━━━━━ Recorded data ━━━━━
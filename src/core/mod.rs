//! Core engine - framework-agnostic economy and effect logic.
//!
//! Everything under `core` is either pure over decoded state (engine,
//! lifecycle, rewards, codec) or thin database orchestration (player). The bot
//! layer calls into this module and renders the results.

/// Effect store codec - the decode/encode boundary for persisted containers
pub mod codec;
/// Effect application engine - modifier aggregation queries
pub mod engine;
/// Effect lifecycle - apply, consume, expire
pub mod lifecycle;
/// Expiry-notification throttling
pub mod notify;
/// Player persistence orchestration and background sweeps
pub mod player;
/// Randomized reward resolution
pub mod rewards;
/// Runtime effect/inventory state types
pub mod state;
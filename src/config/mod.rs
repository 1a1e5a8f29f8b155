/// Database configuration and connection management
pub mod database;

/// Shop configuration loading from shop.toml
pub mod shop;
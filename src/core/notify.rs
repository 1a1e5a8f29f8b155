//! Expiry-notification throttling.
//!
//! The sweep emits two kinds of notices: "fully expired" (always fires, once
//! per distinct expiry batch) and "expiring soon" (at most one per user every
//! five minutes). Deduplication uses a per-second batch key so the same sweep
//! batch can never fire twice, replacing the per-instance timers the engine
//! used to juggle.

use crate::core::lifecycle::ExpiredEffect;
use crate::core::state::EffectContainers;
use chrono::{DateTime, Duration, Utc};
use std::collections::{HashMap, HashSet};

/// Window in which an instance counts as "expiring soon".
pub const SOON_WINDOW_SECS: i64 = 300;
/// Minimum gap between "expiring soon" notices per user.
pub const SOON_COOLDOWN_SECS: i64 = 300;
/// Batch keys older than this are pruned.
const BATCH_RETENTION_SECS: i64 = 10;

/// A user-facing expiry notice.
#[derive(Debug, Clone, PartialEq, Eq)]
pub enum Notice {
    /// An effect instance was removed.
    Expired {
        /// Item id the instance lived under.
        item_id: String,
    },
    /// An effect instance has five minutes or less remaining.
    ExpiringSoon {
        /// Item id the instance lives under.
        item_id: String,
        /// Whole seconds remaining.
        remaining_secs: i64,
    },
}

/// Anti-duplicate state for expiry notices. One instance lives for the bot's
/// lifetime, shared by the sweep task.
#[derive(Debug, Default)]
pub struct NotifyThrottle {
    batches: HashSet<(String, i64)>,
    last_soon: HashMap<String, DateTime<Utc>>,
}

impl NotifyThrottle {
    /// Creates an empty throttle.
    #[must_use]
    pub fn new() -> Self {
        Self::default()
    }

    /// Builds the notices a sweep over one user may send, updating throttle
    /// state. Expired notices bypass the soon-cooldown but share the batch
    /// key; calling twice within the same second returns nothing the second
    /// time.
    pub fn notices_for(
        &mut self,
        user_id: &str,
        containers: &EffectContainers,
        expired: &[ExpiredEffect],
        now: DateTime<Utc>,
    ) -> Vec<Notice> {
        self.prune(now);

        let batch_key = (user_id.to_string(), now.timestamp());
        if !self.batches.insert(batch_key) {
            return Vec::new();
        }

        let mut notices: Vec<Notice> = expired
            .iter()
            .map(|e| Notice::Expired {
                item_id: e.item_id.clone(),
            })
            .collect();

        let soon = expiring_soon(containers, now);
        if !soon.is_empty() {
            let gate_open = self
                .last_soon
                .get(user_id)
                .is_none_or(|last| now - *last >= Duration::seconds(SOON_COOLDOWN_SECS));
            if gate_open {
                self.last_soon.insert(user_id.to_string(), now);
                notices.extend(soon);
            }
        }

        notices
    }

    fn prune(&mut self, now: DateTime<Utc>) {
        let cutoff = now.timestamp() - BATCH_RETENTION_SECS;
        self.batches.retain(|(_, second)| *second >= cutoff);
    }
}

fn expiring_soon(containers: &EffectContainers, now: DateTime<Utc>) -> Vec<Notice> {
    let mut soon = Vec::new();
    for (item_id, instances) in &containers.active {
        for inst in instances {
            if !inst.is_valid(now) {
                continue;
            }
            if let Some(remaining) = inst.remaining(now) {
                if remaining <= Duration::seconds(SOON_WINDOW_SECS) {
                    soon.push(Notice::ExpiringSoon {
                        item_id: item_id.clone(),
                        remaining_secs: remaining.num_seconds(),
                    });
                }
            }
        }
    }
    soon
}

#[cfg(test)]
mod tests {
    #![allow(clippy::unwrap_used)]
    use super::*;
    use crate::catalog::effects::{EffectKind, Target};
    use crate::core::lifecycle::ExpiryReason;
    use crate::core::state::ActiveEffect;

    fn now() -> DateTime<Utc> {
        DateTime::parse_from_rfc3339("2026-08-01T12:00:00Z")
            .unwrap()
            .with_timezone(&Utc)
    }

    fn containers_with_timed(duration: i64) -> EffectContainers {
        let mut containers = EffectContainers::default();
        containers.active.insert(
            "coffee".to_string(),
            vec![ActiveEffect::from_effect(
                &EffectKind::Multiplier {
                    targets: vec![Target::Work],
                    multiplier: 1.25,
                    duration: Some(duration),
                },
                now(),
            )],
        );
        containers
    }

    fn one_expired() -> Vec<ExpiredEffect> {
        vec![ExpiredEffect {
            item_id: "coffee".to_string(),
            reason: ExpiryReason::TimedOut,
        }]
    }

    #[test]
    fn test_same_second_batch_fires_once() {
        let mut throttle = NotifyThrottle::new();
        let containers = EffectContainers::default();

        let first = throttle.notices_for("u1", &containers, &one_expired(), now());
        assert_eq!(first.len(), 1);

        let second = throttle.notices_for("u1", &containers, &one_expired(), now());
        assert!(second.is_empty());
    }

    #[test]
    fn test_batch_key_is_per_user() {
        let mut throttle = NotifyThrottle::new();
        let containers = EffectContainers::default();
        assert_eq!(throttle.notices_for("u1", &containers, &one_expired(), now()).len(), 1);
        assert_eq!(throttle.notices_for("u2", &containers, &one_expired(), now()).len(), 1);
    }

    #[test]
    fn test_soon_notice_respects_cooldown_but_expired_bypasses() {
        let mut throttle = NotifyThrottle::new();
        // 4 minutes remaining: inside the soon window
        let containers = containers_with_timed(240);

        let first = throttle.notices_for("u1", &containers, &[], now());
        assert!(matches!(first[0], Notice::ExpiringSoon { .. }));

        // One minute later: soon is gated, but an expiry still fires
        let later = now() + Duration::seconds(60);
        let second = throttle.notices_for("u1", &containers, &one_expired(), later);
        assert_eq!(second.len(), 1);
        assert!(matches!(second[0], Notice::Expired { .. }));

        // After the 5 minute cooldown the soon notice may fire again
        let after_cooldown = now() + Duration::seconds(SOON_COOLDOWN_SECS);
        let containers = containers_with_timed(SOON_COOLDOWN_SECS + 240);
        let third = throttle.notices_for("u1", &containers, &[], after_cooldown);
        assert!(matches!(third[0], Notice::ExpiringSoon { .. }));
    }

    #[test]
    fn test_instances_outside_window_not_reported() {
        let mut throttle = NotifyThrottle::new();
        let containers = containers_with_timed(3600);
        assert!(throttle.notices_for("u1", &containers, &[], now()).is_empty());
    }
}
━━━━━
» Your objective:
Would you please give all of the records again exactly as they stand?

» Answer to the problem:
filename src/core/mod.rs
//! Core engine - framework-agnostic economy and effect logic.
//!
//! Everything under `core` is either pure over decoded state (engine,
//! lifecycle, rewards, codec) or thin database orchestration (player). The bot
//! layer calls into this module and renders the results.

/// Effect store codec - the decode/encode boundary for persisted containers
pub mod codec;
/// Effect application engine - modifier aggregation queries
pub mod engine;
/// Effect lifecycle - apply, consume, expire
pub mod lifecycle;
/// Expiry-notification throttling
pub mod notify;
/// Player persistence orchestration and background sweeps
pub mod player;
/// Randomized reward resolution
pub mod rewards;
/// Runtime effect/inventory state types
pub mod state;
filename src/config/mod.rs
repository 1a1e5a8f29f8b155
/// Database configuration and connection management
pub mod database;

/// Shop configuration loading from shop.toml
pub mod shop;
filename src/core/notify.rs
repository 1a1e5a8f29f8b155
//! Expiry-notification throttling.
//!
//! The sweep emits two kinds of notices: "fully expired" (always fires, once
//! per distinct expiry batch) and "expiring soon" (at most one per user every
//! five minutes). Deduplication uses a per-second batch key so the same sweep
//! batch can never fire twice, replacing the per-instance timers the engine
//! used to juggle.

use crate::core::lifecycle::ExpiredEffect;
use crate::core::state::EffectContainers;
use chrono::{DateTime, Duration, Utc};
use std::collections::{HashMap, HashSet};

/// Window in which an instance counts as "expiring soon".
pub const SOON_WINDOW_SECS: i64 = 300;
/// Minimum gap between "expiring soon" notices per user.
pub const SOON_COOLDOWN_SECS: i64 = 300;
/// Batch keys older than this are pruned.
const BATCH_RETENTION_SECS: i64 = 10;

/// A user-facing expiry notice.
#[derive(Debug, Clone, PartialEq, Eq)]
pub enum Notice {
    /// An effect instance was removed.
    Expired {
        /// Item id the instance lived under.
        item_id: String,
    },
    /// An effect instance has five minutes or less remaining.
    ExpiringSoon {
        /// Item id the instance lives under.
        item_id: String,
        /// Whole seconds remaining.
        remaining_secs: i64,
    },
}

/// Anti-duplicate state for expiry notices. One instance lives for the bot's
/// lifetime, shared by the sweep task.
#[derive(Debug, Default)]
pub struct NotifyThrottle {
    batches: HashSet<(String, i64)>,
    last_soon: HashMap<String, DateTime<Utc>>,
}

impl NotifyThrottle {
    /// Creates an empty throttle.
    #[must_use]
    pub fn new() -> Self {
        Self::default()
    }

    /// Builds the notices a sweep over one user may send, updating throttle
    /// state. Expired notices bypass the soon-cooldown but share the batch
    /// key; calling twice within the same second returns nothing the second
    /// time.
    pub fn notices_for(
        &mut self,
        user_id: &str,
        containers: &EffectContainers,
        expired: &[ExpiredEffect],
        now: DateTime<Utc>,
    ) -> Vec<Notice> {
        self.prune(now);

        let batch_key = (user_id.to_string(), now.timestamp());
        if !self.batches.insert(batch_key) {
            return Vec::new();
        }

        let mut notices: Vec<Notice> = expired
            .iter()
            .map(|e| Notice::Expired {
                item_id: e.item_id.clone(),
            })
            .collect();

        let soon = expiring_soon(containers, now);
        if !soon.is_empty() {
            let gate_open = self
                .last_soon
                .get(user_id)
                .is_none_or(|last| now - *last >= Duration::seconds(SOON_COOLDOWN_SECS));
            if gate_open {
                self.last_soon.insert(user_id.to_string(), now);
                notices.extend(soon);
            }
        }

        notices
    }

    fn prune(&mut self, now: DateTime<Utc>) {
        let cutoff = now.timestamp() - BATCH_RETENTION_SECS;
        self.batches.retain(|(_, second)| *second >= cutoff);
    }
}

fn expiring_soon(containers: &EffectContainers, now: DateTime<Utc>) -> Vec<Notice> {
    let mut soon = Vec::new();
    for (item_id, instances) in &containers.active {
        for inst in instances {
            if !inst.is_valid(now) {
                continue;
            }
            if let Some(remaining) = inst.remaining(now) {
                if remaining <= Duration::seconds(SOON_WINDOW_SECS) {
                    soon.push(Notice::ExpiringSoon {
                        item_id: item_id.clone(),
                        remaining_secs: remaining.num_seconds(),
                    });
                }
            }
        }
    }
    soon
}

#[cfg(test)]
mod tests {
    #![allow(clippy::unwrap_used)]
    use super::*;
    use crate::catalog::effects::{EffectKind, Target};
    use crate::core::lifecycle::ExpiryReason;
    use crate::core::state::ActiveEffect;

    fn now() -> DateTime<Utc> {
        DateTime::parse_from_rfc3339("2026-08-01T12:00:00Z")
            .unwrap()
            .with_timezone(&Utc)
    }

    fn containers_with_timed(duration: i64) -> EffectContainers {
        let mut containers = EffectContainers::default();
        containers.active.insert(
            "coffee".to_string(),
            vec![ActiveEffect::from_effect(
                &EffectKind::Multiplier {
                    targets: vec![Target::Work],
                    multiplier: 1.25,
                    duration: Some(duration),
                },
                now(),
            )],
        );
        containers
    }

    fn one_expired() -> Vec<ExpiredEffect> {
        vec![ExpiredEffect {
            item_id: "coffee".to_string(),
            reason: ExpiryReason::TimedOut,
        }]
    }

    #[test]
    fn test_same_second_batch_fires_once() {
        let mut throttle = NotifyThrottle::new();
        let containers = EffectContainers::default();

        let first = throttle.notices_for("u1", &containers, &one_expired(), now());
        assert_eq!(first.len(), 1);

        let second = throttle.notices_for("u1", &containers, &one_expired(), now());
        assert!(second.is_empty());
    }

    #[test]
    fn test_batch_key_is_per_user() {
        let mut throttle = NotifyThrottle::new();
        let containers = EffectContainers::default();
        assert_eq!(throttle.notices_for("u1", &containers, &one_expired(), now()).len(), 1);
        assert_eq!(throttle.notices_for("u2", &containers, &one_expired(), now()).len(), 1);
    }

    #[test]
    fn test_soon_notice_respects_cooldown_but_expired_bypasses() {
        let mut throttle = NotifyThrottle::new();
        // 4 minutes remaining: inside the soon window
        let containers = containers_with_timed(240);

        let first = throttle.notices_for("u1", &containers, &[], now());
        assert!(matches!(first[0], Notice::ExpiringSoon { .. }));

        // One minute later: soon is gated, but an expiry still fires
        let later = now() + Duration::seconds(60);
        let second = throttle.notices_for("u1", &containers, &one_expired(), later);
        assert_eq!(second.len(), 1);
        assert!(matches!(second[0], Notice::Expired { .. }));

        // After the 5 minute cooldown the soon notice may fire again
        let after_cooldown = now() + Duration::seconds(SOON_COOLDOWN_SECS);
        let containers = containers_with_timed(SOON_COOLDOWN_SECS + 240);
        let third = throttle.notices_for("u1", &containers, &[], after_cooldown);
        assert!(matches!(third[0], Notice::ExpiringSoon { .. }));
    }

    #[test]
    fn test_instances_outside_window_not_reported() {
        let mut throttle = NotifyThrottle::new();
        let containers = containers_with_timed(3600);
        assert!(throttle.notices_for("u1", &containers, &[], now()).is_empty());
    }
}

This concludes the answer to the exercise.